WHAT THIS TASK INVOLVES
Every line in the data below that has the word "NameResolver" should be returned.

DATASET ENTRIES

#![allow(dead_code)]

use std::collections::{HashMap, HashSet};
use std::net::{IpAddr, Ipv4Addr};
use std::sync::atomic::{AtomicUsize, Ordering};
use std::sync::{Arc, Mutex};
use std::time::Duration;

use async_trait::async_trait;
use ipnet::Ipv4Net;

use lan_profiler::config::ScanConfig;
use lan_profiler::discovery::HostDiscoverer;
use lan_profiler::error::{ProbeError, ScanError};
use lan_profiler::identity::{Identity, IdentityResolver};
use lan_profiler::names::NameResolver;
use lan_profiler::netdetect::NetworkLocator;
use lan_profiler::orchestrator::{Probes, ScanOrchestrator};
use lan_profiler::portscan::{PortMap, PortProbe};
use lan_profiler::probe::{CommandRunner, ProbeCommand};
use lan_profiler::repository::SqliteRepository;
use lan_profiler::topology::{Topology, TopologyProbe};
use lan_profiler::types::{NetBiosStatus, PortEntry, NOT_AVAILABLE, SMB_NOT_DETECTED};

pub fn ip(s: &str) -> IpAddr {
    s.parse().unwrap()
}

pub fn hosts(last_octets: &[u8]) -> Vec<IpAddr> {
    last_octets
        .iter()
        .map(|o| IpAddr::V4(Ipv4Addr::new(192, 168, 1, *o)))
        .collect()
}

pub struct FixedLocator(pub Option<Ipv4Addr>);

impl NetworkLocator for FixedLocator {
    fn local_ipv4(&self) -> Result<Ipv4Addr, ScanError> {
        self.0
            .ok_or_else(|| ScanError::NetworkUnreachable("no interface up".into()))
    }
}

pub struct FakeDiscoverer {
    pub hosts: Result<Vec<IpAddr>, String>,
}

#[async_trait]
impl HostDiscoverer for FakeDiscoverer {
    async fn discover(&self, range: Ipv4Net) -> Result<Vec<IpAddr>, ProbeError> {
        match &self.hosts {
            Ok(hosts) => Ok(hosts
                .iter()
                .copied()
                .filter(|h| matches!(h, IpAddr::V4(v4) if range.contains(v4)))
                .collect()),
            Err(e) => Err(ProbeError::Unavailable(e.clone())),
        }
    }
}

/// Reports every port in `open` as open on every host, requested or not.
pub struct FakePortProbe {
    pub open: Vec<u16>,
    pub fail: bool,
    pub calls: Mutex<Vec<Vec<u16>>>,
}

impl FakePortProbe {
    pub fn new(open: &[u16]) -> Self {
        Self {
            open: open.to_vec(),
            fail: false,
            calls: Mutex::new(Vec::new()),
        }
    }

    pub fn failing() -> Self {
        Self {
            open: Vec::new(),
            fail: true,
            calls: Mutex::new(Vec::new()),
        }
    }
}

#[async_trait]
impl PortProbe for FakePortProbe {
    async fn scan(&self, hosts: &[IpAddr], ports: &[u16]) -> Result<PortMap, ProbeError> {
        self.calls.lock().unwrap().push(ports.to_vec());
        if self.fail {
            return Err(ProbeError::Timeout(Duration::from_secs(300)));
        }
        Ok(hosts
            .iter()
            .map(|h| {
                let entries = self
                    .open
                    .iter()
                    .map(|p| PortEntry {
                        port: *p,
                        service: format!("svc-{p}"),
                    })
                    .collect();
                (*h, entries)
            })
            .collect())
    }
}

/// MAC derived from the last octet; hosts in `unresolved` get `"N/A"`, hosts in
/// `panics_on` blow up the enrichment task.
#[derive(Default)]
pub struct FakeIdentity {
    pub delay: Duration,
    pub unresolved: HashSet<IpAddr>,
    pub panics_on: HashSet<IpAddr>,
}

#[async_trait]
impl IdentityResolver for FakeIdentity {
    async fn resolve(&self, ip: IpAddr) -> Identity {
        if self.panics_on.contains(&ip) {
            panic!("identity probe crashed for {ip}");
        }
        tokio::time::sleep(self.delay).await;
        if self.unresolved.contains(&ip) {
            return Identity {
                mac: NOT_AVAILABLE.into(),
                manufacturer: "Unknown".into(),
            };
        }
        let last = match ip {
            IpAddr::V4(v4) => v4.octets()[3],
            IpAddr::V6(_) => 0,
        };
        Identity {
            mac: format!("AA:BB:CC:00:00:{last:02X}"),
            manufacturer: "Acme Networks".into(),
        }
    }
}

pub struct FakeNames;

#[async_trait]
impl NameResolver for FakeNames {
    async fn resolve(&self, ip: IpAddr) -> String {
        match ip {
            IpAddr::V4(v4) => format!("host-{}", v4.octets()[3]),
            IpAddr::V6(_) => "Unknown".into(),
        }
    }
}

#[derive(Default)]
pub struct FakeTopology {
    pub delay: Duration,
}

#[async_trait]
impl TopologyProbe for FakeTopology {
    async fn probe(&self, _ip: IpAddr) -> Topology {
        tokio::time::sleep(self.delay).await;
        Topology {
            os: "Linux 5.X (96%)".into(),
            ttl: "64".into(),
            traceroute: "1  192.168.1.1  0.4 ms".into(),
            netbios: NetBiosStatus::NoData,
            smb_status: SMB_NOT_DETECTED.into(),
        }
    }

    async fn access_point(&self) -> String {
        "4C:ED:FB:01:02:03".into()
    }
}

pub struct Harness {
    pub locator: Option<Ipv4Addr>,
    pub discovered: Result<Vec<IpAddr>, String>,
    pub ports: Arc<FakePortProbe>,
    pub identity: FakeIdentity,
    pub topology: FakeTopology,
    pub config: ScanConfig,
}

impl Default for Harness {
    fn default() -> Self {
        Self {
            locator: Some(Ipv4Addr::new(192, 168, 1, 2)),
            discovered: Ok(hosts(&[1, 10, 20])),
            ports: Arc::new(FakePortProbe::new(&[22, 80, 554, 9999])),
            identity: FakeIdentity::default(),
            topology: FakeTopology::default(),
            config: ScanConfig::default(),
        }
    }
}

impl Harness {
    pub fn build(self) -> (ScanOrchestrator, Arc<SqliteRepository>) {
        let repo = Arc::new(SqliteRepository::in_memory().unwrap());
        let probes = Probes {
            locator: Arc::new(FixedLocator(self.locator)),
            discoverer: Arc::new(FakeDiscoverer {
                hosts: self.discovered,
            }),
            ports: self.ports,
            identity: Arc::new(self.identity),
            names: Arc::new(FakeNames),
            topology: Arc::new(self.topology),
        };
        (ScanOrchestrator::new(probes, repo.clone(), &self.config), repo)
    }
}

/// Scripted [`CommandRunner`]: a shared ARP cache that only learns an address
/// once that address has been pinged.
#[derive(Default)]
pub struct ArpLab {
    /// Addresses that answer pings, with the MAC the cache will learn.
    pub neighbours: HashMap<IpAddr, String>,
    learned: Mutex<HashSet<IpAddr>>,
    pub pings: AtomicUsize,
    pub arp_reads: AtomicUsize,
}

impl ArpLab {
    pub fn new(neighbours: &[(&str, &str)]) -> Self {
        Self {
            neighbours: neighbours
                .iter()
                .map(|(i, m)| (ip(i), m.to_string()))
                .collect(),
            ..Default::default()
        }
    }

    pub fn pings(&self) -> usize {
        self.pings.load(Ordering::SeqCst)
    }
}

#[async_trait]
impl CommandRunner for ArpLab {
    async fn run(&self, cmd: &ProbeCommand, _limit: Duration) -> Result<String, ProbeError> {
        match cmd.program {
            "ping" => {
                self.pings.fetch_add(1, Ordering::SeqCst);
                let target = cmd
                    .args
                    .last()
                    .and_then(|a| a.parse::<IpAddr>().ok())
                    .ok_or_else(|| ProbeError::Parse("ping target".into()))?;
                if self.neighbours.contains_key(&target) {
                    self.learned.lock().unwrap().insert(target);
                    Ok(format!("64 bytes from {target}: icmp_seq=1 ttl=64 time=0.5 ms"))
                } else {
                    Ok("1 packets transmitted, 0 received".into())
                }
            }
            "arp" => {
                self.arp_reads.fetch_add(1, Ordering::SeqCst);
                let learned = self.learned.lock().unwrap();
                Ok(learned
                    .iter()
                    .map(|ip| {
                        format!("? ({ip}) at {} [ether] on eth0\n", self.neighbours[ip])
                    })
                    .collect())
            }
            other => Err(ProbeError::Unavailable(format!("{other} not scripted"))),
        }
    }
}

ANSWER BOX
use lan_profiler::names::NameResolver;
impl NameResolver for FakeNames {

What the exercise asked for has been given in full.